▶ _ASSIGNMENT_
The entries below contain a stretch that opens with the line containing "let own = service" and closes with the line containing "async fn test_activate_then_suspend()"; set down that stretch exactly, both ends included, and nothing else.
-- RECORD SET follows --
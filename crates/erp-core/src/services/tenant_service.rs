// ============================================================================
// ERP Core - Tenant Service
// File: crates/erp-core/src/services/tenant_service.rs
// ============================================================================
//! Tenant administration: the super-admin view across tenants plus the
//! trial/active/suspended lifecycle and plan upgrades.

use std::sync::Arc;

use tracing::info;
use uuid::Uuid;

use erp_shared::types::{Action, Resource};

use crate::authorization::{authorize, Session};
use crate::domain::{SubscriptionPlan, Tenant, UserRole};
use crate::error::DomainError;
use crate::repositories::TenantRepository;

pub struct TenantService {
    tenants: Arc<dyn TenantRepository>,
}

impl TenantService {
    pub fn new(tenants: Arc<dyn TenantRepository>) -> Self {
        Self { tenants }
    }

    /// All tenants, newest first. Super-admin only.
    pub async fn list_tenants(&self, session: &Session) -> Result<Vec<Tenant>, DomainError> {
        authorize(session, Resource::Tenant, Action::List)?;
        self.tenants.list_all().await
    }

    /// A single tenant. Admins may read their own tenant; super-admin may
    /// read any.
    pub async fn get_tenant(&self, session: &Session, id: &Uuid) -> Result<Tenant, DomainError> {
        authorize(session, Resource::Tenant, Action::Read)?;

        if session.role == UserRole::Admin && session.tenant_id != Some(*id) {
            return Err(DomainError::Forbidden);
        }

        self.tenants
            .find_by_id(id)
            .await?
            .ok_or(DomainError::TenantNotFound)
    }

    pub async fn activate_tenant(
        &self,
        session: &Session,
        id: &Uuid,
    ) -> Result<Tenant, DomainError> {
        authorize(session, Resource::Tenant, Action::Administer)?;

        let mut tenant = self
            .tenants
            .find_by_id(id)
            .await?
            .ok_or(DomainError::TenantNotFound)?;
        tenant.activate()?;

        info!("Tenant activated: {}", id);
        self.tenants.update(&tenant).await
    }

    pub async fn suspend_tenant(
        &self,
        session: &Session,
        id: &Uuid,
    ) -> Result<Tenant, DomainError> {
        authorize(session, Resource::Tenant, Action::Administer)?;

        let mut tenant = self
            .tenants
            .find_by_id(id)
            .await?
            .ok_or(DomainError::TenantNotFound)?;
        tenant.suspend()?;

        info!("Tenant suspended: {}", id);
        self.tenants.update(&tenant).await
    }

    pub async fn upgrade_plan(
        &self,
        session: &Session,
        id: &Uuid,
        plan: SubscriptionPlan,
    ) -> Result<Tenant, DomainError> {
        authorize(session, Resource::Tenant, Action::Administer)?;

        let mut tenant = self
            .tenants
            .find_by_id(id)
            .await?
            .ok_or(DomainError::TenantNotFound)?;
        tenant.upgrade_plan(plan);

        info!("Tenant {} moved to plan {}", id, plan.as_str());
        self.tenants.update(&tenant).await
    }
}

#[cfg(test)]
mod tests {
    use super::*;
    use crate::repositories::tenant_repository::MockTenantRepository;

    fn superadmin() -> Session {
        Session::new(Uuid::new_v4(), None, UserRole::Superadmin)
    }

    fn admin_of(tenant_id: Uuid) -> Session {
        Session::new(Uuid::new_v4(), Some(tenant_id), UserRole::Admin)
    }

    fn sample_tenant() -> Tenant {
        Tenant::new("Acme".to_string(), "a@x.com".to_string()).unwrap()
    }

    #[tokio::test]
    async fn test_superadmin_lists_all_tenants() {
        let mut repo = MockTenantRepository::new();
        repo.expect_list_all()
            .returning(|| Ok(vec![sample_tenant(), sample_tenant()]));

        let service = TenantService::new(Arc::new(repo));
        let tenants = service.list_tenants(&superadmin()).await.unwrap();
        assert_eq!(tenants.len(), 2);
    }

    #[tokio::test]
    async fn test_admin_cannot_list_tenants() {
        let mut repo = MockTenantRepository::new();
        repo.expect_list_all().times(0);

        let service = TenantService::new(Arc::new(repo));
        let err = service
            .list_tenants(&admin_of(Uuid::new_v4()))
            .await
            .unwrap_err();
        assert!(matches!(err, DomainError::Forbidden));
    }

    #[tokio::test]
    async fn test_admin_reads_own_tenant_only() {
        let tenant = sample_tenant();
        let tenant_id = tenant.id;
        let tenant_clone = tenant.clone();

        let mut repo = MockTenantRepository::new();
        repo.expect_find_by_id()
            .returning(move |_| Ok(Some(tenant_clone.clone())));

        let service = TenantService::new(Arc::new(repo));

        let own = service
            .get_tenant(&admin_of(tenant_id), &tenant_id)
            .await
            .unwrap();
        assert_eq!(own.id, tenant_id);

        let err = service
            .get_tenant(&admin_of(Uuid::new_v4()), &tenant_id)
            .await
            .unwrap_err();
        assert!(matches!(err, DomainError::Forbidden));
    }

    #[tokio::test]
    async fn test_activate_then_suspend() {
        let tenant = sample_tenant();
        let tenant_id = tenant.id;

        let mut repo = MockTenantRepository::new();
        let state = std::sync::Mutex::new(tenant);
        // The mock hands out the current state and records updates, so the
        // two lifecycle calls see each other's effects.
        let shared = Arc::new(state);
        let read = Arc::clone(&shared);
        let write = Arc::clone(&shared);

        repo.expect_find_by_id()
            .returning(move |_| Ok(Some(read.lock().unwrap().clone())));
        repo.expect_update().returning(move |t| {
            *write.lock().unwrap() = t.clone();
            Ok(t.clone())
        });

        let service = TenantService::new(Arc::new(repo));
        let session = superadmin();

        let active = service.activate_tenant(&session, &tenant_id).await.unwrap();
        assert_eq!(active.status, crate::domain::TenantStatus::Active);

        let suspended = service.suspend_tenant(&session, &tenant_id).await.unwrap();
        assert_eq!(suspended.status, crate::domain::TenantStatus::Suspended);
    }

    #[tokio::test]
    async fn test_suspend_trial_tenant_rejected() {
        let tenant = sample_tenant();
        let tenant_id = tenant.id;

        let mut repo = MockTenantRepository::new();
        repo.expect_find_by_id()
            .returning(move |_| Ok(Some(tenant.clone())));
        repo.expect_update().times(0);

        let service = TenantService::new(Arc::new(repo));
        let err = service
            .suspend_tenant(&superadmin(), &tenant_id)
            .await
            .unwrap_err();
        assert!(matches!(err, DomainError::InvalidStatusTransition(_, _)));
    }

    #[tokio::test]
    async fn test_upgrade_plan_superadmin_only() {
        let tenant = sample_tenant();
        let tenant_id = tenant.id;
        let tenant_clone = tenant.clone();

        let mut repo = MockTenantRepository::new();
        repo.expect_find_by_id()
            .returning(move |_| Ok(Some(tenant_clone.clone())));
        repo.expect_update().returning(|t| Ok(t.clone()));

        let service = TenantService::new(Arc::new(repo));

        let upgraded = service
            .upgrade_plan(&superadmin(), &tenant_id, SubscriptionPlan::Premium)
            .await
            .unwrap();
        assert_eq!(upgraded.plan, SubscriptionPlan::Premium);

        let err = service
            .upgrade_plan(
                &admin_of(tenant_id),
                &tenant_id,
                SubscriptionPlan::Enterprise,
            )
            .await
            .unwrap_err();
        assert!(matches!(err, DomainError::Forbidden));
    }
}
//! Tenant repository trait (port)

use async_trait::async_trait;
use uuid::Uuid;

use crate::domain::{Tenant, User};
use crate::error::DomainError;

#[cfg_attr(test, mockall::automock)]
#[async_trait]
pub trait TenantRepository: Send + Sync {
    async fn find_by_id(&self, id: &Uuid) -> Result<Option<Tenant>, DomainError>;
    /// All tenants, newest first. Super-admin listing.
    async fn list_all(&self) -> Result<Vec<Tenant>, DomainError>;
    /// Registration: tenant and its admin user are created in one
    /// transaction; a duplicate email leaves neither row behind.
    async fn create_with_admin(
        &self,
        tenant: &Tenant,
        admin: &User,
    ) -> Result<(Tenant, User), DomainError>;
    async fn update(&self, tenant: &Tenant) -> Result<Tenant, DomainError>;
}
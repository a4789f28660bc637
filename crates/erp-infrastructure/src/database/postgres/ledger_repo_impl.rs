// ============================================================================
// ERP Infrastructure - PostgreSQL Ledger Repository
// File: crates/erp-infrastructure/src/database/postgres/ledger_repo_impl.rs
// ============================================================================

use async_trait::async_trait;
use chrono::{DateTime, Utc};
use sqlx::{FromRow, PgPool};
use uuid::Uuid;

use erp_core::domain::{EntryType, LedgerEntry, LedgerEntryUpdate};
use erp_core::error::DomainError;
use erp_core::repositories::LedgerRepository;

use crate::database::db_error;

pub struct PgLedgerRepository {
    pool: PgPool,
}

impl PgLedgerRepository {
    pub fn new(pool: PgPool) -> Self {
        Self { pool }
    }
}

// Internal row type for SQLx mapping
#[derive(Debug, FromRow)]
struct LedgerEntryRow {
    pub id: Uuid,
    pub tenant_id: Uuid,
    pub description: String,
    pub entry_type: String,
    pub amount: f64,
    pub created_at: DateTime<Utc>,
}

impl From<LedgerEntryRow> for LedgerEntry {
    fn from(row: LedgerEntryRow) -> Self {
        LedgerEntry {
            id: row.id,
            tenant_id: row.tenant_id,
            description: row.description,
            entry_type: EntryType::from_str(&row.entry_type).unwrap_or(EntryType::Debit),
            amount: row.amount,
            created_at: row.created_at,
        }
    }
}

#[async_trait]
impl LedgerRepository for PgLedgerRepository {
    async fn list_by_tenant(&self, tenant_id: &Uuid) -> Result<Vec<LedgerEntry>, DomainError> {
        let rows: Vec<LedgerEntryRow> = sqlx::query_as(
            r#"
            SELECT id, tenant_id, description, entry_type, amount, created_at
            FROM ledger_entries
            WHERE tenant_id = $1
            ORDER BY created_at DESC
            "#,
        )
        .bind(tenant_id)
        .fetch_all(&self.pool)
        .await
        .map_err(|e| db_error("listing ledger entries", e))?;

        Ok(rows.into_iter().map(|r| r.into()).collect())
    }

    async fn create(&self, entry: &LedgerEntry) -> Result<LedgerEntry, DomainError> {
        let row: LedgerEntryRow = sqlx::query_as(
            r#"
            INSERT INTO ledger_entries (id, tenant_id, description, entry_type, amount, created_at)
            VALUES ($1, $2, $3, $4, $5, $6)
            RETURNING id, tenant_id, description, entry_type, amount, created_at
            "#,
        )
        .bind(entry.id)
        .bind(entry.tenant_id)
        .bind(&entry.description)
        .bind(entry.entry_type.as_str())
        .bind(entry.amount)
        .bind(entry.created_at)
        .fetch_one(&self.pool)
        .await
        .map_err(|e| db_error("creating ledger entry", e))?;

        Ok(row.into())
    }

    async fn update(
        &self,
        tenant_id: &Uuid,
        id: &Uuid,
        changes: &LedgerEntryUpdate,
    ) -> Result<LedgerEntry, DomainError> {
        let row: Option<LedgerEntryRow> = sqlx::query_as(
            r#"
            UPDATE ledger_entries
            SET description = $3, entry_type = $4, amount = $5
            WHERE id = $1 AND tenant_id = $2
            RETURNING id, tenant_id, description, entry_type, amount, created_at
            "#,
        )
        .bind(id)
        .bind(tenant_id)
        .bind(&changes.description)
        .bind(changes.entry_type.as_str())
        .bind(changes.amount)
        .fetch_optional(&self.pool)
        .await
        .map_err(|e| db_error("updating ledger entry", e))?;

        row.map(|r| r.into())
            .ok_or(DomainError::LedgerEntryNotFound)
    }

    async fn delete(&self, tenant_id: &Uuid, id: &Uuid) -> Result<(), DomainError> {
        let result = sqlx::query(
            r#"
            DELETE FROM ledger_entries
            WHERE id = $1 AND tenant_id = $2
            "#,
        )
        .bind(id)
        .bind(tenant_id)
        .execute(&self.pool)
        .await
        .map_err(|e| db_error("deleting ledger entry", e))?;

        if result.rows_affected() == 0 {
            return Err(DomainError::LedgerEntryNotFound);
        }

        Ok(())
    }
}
-- RECORD SET concluded --
▶ _ANSWER FOR THIS EXERCISE_
        let own = service
            .get_tenant(&admin_of(tenant_id), &tenant_id)
            .await
            .unwrap();
        assert_eq!(own.id, tenant_id);

        let err = service
            .get_tenant(&admin_of(Uuid::new_v4()), &tenant_id)
            .await
            .unwrap_err();
        assert!(matches!(err, DomainError::Forbidden));
    }

    #[tokio::test]
    async fn test_activate_then_suspend() {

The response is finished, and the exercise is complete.